Using artisan techniques but made to a newly developed recipe, Renegade Monk is made from organic, pasteurised cows’ milk while the set curd is then hand-washed in ale every few days as the cheese matures. Maturation takes no more than four weeks.
The cheesemaker, Marcus Fergusson, deliberately created a cheese of a style not traditionally found in Britain – but rather a cheese inspired by a range of Continental cheeses. Renegade Monk might be all that’s left to represent Europe on the cheese board post-Brexit…
The resulting cheese combines the joyful creaminess of Brie and Camembert; the southern, creamy capriciousness of Saint-Marcellin and Banon; the sardonic bite of Epoisses and Langres; and the languid blue of Dolcelatte or a young Gorgonzola (gunning for a mention in Pseud’s Corner here).
Renegade Monk is European in style but determinedly Somerset British by design. The milk comes from Bruton Organic Dairy and the ale – Funky Monkey – from the Milk Street Brewery in Frome.
As an artisan cheese, Renegade Monk can naturally vary in consistency and temperament. When the cheese is firmer, the rind tends to be darker but the interior is milder on the palate; when the cheese is soft – and it can be encouraged into liquidity – the rind is pale with a scatter of blue, and a pungent, almost goaty inner core.
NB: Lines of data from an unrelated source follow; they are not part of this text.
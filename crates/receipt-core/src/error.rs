//! # Error Types
//!
//! Domain-specific error types for receipt-core.
//!
//! ## Error Hierarchy
//! ```text
//! ┌─────────────────────────────────────────────────────────────────────────┐
//! │                         Error Types                                     │
//! │                                                                         │
//! │  receipt-core errors (this file)                                       │
//! │  ├── CoreError        - Receipt integrity and overflow failures        │
//! │  └── ValidationError  - Invalid input (bad price, quantity, name, key) │
//! │                                                                         │
//! │  receipt-db errors (separate crate)                                    │
//! │  └── DbError          - Store operation failures                       │
//! │                                                                         │
//! │  Flow: ValidationError → CoreError → DbError → anyhow (CLI)            │
//! └─────────────────────────────────────────────────────────────────────────┘
//! ```
//!
//! ## Design Principles
//! 1. Use `thiserror` for derive macros (not manual impl)
//! 2. Include context in error messages (field, key, amounts)
//! 3. Errors are enum variants, never String

use thiserror::Error;

use crate::money::Money;

// =============================================================================
// Core Error
// =============================================================================

/// Core business logic errors.
#[derive(Debug, Error)]
pub enum CoreError {
    /// A receipt's running totals disagree with its lines.
    ///
    /// ## When This Occurs
    /// - A stored payload was edited by hand
    /// - A payload written by an incompatible version was loaded
    ///
    /// Receipts built through `Receipt::push` can never reach this state.
    #[error(
        "Receipt {key} is inconsistent: recorded tax {recorded_tax} / total {recorded_total}, \
         lines sum to {line_tax} / {line_total}"
    )]
    InconsistentReceipt {
        key: String,
        recorded_tax: Money,
        recorded_total: Money,
        line_tax: Money,
        line_total: Money,
    },

    /// Appending a line would push a running total past `i64` cents.
    #[error("Receipt {key} cannot take another line: running totals would overflow")]
    TotalOverflow { key: String },

    /// Validation error (wraps ValidationError).
    #[error("Validation error: {0}")]
    Validation(#[from] ValidationError),
}

// =============================================================================
// Validation Error
// =============================================================================

/// Input validation errors.
///
/// This is the invalid-input error of the pricing API: every rejected
/// line item or receipt key surfaces as one of these variants, at
/// construction time, before any tax is computed.
#[derive(Debug, Clone, PartialEq, Eq, Error)]
pub enum ValidationError {
    /// A required field is missing or empty.
    #[error("{field} is required")]
    Required { field: String },

    /// Field value is too long.
    #[error("{field} must be at most {max} characters")]
    TooLong { field: String, max: usize },

    /// Numeric value is out of range.
    #[error("{field} must be between {min} and {max}")]
    OutOfRange { field: String, min: i64, max: i64 },

    /// Value must be positive.
    #[error("{field} must be positive")]
    MustBePositive { field: String },

    /// Invalid format (e.g., non-numeric price).
    #[error("{field} has invalid format: {reason}")]
    InvalidFormat { field: String, reason: String },
}

// =============================================================================
// Result Type Alias
// =============================================================================

/// Convenience type alias for Results with CoreError.
pub type CoreResult<T> = Result<T, CoreError>;

// =============================================================================
// Unit Tests
// =============================================================================

#[cfg(test)]
mod tests {
    use super::*;

    #[test]
    fn test_validation_error_messages() {
        let err = ValidationError::Required {
            field: "price".to_string(),
        };
        assert_eq!(err.to_string(), "price is required");

        let err = ValidationError::InvalidFormat {
            field: "price".to_string(),
            reason: "must be a decimal amount".to_string(),
        };
        assert_eq!(
            err.to_string(),
            "price has invalid format: must be a decimal amount"
        );
    }

    #[test]
    fn test_inconsistent_receipt_message() {
        let err = CoreError::InconsistentReceipt {
            key: "input1".to_string(),
            recorded_tax: Money::from_cents(150),
            recorded_total: Money::from_cents(2983),
            line_tax: Money::from_cents(150),
            line_total: Money::from_cents(2900),
        };
        assert_eq!(
            err.to_string(),
            "Receipt input1 is inconsistent: recorded tax 1.50 / total 29.83, \
             lines sum to 1.50 / 29.00"
        );
    }

    #[test]
    fn test_validation_converts_to_core_error() {
        let validation_err = ValidationError::MustBePositive {
            field: "quantity".to_string(),
        };
        let core_err: CoreError = validation_err.into();
        assert!(matches!(core_err, CoreError::Validation(_)));
    }
}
Renegade Monk should be kept refrigerated but allowed to come up to room temperature before eating. Prolonged refrigeration (not beyond its shelf life) will result in a firmer, drier cheese.
Where does the name come from?
Renegade Monk is a hybrid, combining the attributes of soft white cheese, blue cheese and rind-washed cheese. Some purists may object to this nontraditional combination – hence the Renegade in the name.
While many cheeses are washed in brine, cheeses can also be washed with beer, wine or spirits. This technique dates from the Middle Ages and originated in the Franciscan monasteries of France and Belgium, where the Monks were often not only cheese makers but distillers and brewers as well. Washing in alcohol results in a more pungent and complex taste and a creamier, softer consistency than is achieved through brine washing. It also helps to preserve the cheese.
The name is equally a nod to the Knights Templar, the original renegade monks, following their brutal suppression in 1307. Feltham’s Farm is less than two miles from the village of Templecombe, where a Templar Preceptory was established in 1185.
Templecombe became an important administrative centre for the land the Templars held in the South West and was used to train men and horses for use in the Crusades. Feltham’s Farm is sited on what was once Templar land.
Some of the riper cheeses may occasionally deserve to be locked up but the farm has no connection with Feltham Young Offenders Institution in Hounslow. Rather, Feltham’s Farm is a smallholding in South Somerset, just south of Wincanton, close to the border with Wiltshire and Dorset.
Although not certified as organic, Feltham’s Farm is run on organic principles and Renegade Monk is made from organic milk.
Feltham’s Farm attempts to be both self-sufficient and sustainable and is home to a growing number of rare breed chickens, geese, Hebridean sheep and a dozen Oxford Sandy & Black pigs. The pigs dispose of the cheese whey and currently consume upwards of 300 litres a week.
And a little about me
Well, I’m a cheesemaker but I only made my first cheese in the spring of 2016.
I quickly fell in love with the alchemy of cheesemaking and it didn’t take long before I decided to throw in my conventional job and set up an artisanal cheese business. It’s a cliché, I know, but ever since then I’ve been on a journey into a new, exceptionally welcoming and fascinating world.
So I decided to blog about it, to record my journey for posterity and, I hope, to encourage others to try their hand at making cheese themselves. The basics are easy enough. Everything else will take a lifetime.